We observed nearly sixfold elevations in systemic plasma NO_x levels in pregnancy as reported by others studying rats (6) and sheep (44, 45). In the sheep studies, blood NO_x levels were evaluated in pregnant sheep at 110-124 (44) and 140-143 days gestation (45); however, gestational differences or the presence of multiple fetuses was not commented on. The third trimester is physiologically very dynamic, and elevations in uteroplacental blood flows are associated with substitutional increases in the metabolic demands of fetal growth (see reviews in Refs. 9, 17, 27, 36). We observed that systemic plasma NO_x levels increased progressively from 110 to 130 days gestation (0.7-0.9 gestation) when fetal growth velocity is greatest and that multiple vs. singleton fetal gestations had greater increases in plasma NO_x levels. Greater fetal number will substantially increase total placental and uterine weight, and thus the total mass of the fetoplacental and uteroplacental vasculature will be increased because of angiogenic changes (17, 27, 32, 47) that could contribute to the elevations in systemic plasma levels of NO_x. A placental source of NO secreted across the fetoplacental to the maternal circulation is possible, since the ovine placenta expresses eNOS and produces NO, and they both rise during the third trimester (46). However, we and others (44) did not observe uterine venous-arterial concentration differences, possibly because of the very long half-life of NO_x metabolites (5 h), which would abrogate any small venous-arterial NO_x differences. Previously, we (25) did not observe a change in UA eNOS levels throughout the third trimester, regardless of fetal numbers, and so herein suggest that there must be an increase in the activation of eNOS protein due to changes in signaling (3). This is supported by Xiao et al. (42, 43) who showed that NO_x production was higher in pregnant than in nonpregnant perfused uterine arteries under both basal, but more so under stimulated (A23187 and ATP), conditions and that inhibition of eNOS or endothelium removal increased norepinephrine-induced contractions of uterine arteries from pregnant but not nonpregnant sheep.
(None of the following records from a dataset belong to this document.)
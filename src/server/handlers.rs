//! Task endpoints.

use axum::extract::{Query, State};
use axum::Json;
use meta_store::{NewTask, TaskRecord};
use mysql_binlog_source::SourceConfig;
use mysql_sink::MySQLSinkConfig;
use serde::{Deserialize, Serialize};
use tracing::info;

use super::response::{ApiError, ApiResponse};
use super::AppState;
use crate::task::TaskDetail;

type ApiResult<T> = Result<Json<ApiResponse<T>>, ApiError>;

#[derive(Debug, Deserialize)]
pub struct IdParams {
    id: Option<String>,
}

impl IdParams {
    fn id(&self) -> Result<i64, ApiError> {
        let raw = self
            .id
            .as_deref()
            .ok_or_else(|| ApiError::BadRequest("missing task id".to_string()))?;
        raw.trim()
            .parse::<i64>()
            .ok()
            .filter(|id| *id > 0)
            .ok_or_else(|| ApiError::BadRequest(format!("invalid task id: {raw}")))
    }
}

#[derive(Debug, Deserialize)]
pub struct PageParams {
    page: Option<usize>,
    size: Option<usize>,
}

#[derive(Debug, Serialize)]
#[serde(rename_all = "camelCase")]
pub struct TaskSummary {
    #[serde(flatten)]
    pub task: TaskRecord,
    pub running: bool,
    pub last_error: Option<String>,
}

#[derive(Debug, Serialize)]
#[serde(rename_all = "camelCase")]
pub struct TaskView {
    #[serde(flatten)]
    pub detail: TaskDetail,
    pub last_error: Option<String>,
}

pub async fn list_tasks(State(state): State<AppState>, Query(params): Query<PageParams>) -> ApiResult<Vec<TaskSummary>> {
    let tasks = state
        .store
        .list_tasks(params.page.unwrap_or(1), params.size.unwrap_or(10))
        .await?;
    let summaries = tasks
        .into_iter()
        .map(|task| TaskSummary {
            running: state.registry.contains(task.id),
            last_error: state.registry.last_error(task.id),
            task,
        })
        .collect();
    Ok(ApiResponse::ok(summaries))
}

pub async fn task_detail(State(state): State<AppState>, Query(params): Query<IdParams>) -> ApiResult<TaskView> {
    let id = params.id()?;
    let detail = match state.registry.get(id) {
        Some(task) => task.detail(),
        None => {
            let record = state
                .store
                .get_task(id)
                .await?
                .ok_or_else(|| ApiError::NotFound("task not found.".to_string()))?;
            let destinations = state.store.get_destinations(&record).await?;
            TaskDetail::stopped(record, &destinations)
        }
    };
    Ok(ApiResponse::ok(TaskView {
        detail,
        last_error: state.registry.last_error(id),
    }))
}

/// Start in the background and answer right away; failures show up in
/// the task's `lastError`.
pub async fn start_task(State(state): State<AppState>, Query(params): Query<IdParams>) -> ApiResult<()> {
    let id = params.id()?;
    if state.registry.contains(id) {
        return Ok(ApiResponse::message("task already started"));
    }
    let task = state
        .builder
        .build(id)
        .await?
        .ok_or_else(|| ApiError::NotFound("task not found.".to_string()))?;

    let registry = state.registry.clone();
    tokio::spawn(async move {
        if let Err(e) = task.start().await {
            registry.record_error(task.id(), format!("{e:#}"));
        }
        if task.running() {
            task.stop().await;
        }
    });
    info!(task = id, "Start requested");
    Ok(ApiResponse::message("task starting"))
}

pub async fn stop_task(State(state): State<AppState>, Query(params): Query<IdParams>) -> ApiResult<()> {
    let id = params.id()?;
    match state.registry.get(id) {
        Some(task) => {
            task.stop().await;
            Ok(ApiResponse::message("task stopped"))
        }
        None if state.store.get_task(id).await?.is_some() => {
            Ok(ApiResponse::message("task not running"))
        }
        None => Err(ApiError::NotFound("task not found.".to_string())),
    }
}

pub async fn create_task(State(state): State<AppState>, Json(task): Json<NewTask>) -> ApiResult<TaskRecord> {
    if task.title.trim().is_empty() {
        return Err(ApiError::BadRequest("task title is required".to_string()));
    }
    serde_json::from_value::<SourceConfig>(task.src.clone())
        .map_err(|e| ApiError::BadRequest(format!("invalid source config: {e}")))?;
    for dest in &task.destinations {
        serde_json::from_value::<MySQLSinkConfig>(dest.config.clone()).map_err(|e| {
            ApiError::BadRequest(format!("invalid config for destination {}: {e}", dest.name))
        })?;
    }
    let record = state.store.create_task(task).await?;
    Ok(ApiResponse::ok(record))
}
In summary, we have shown that elevations of eNOS mRNA and/or protein are seen during the follicular phase and pregnancy but that changes in circulating NO_x are only seen in pregnancy. In our recent studies of UA endothelial cells, we demonstrated that pregnancy specifically increased growth factor receptor and heptahelical receptor signaling, which substantially impacted NO production (3). Thus pregnancy-specific increases in NO_x levels reported herein likely reflect both increased eNOS protein, controlled at the level of eNOS mRNA, and receptor coupling/signaling to cause activation of eNOS.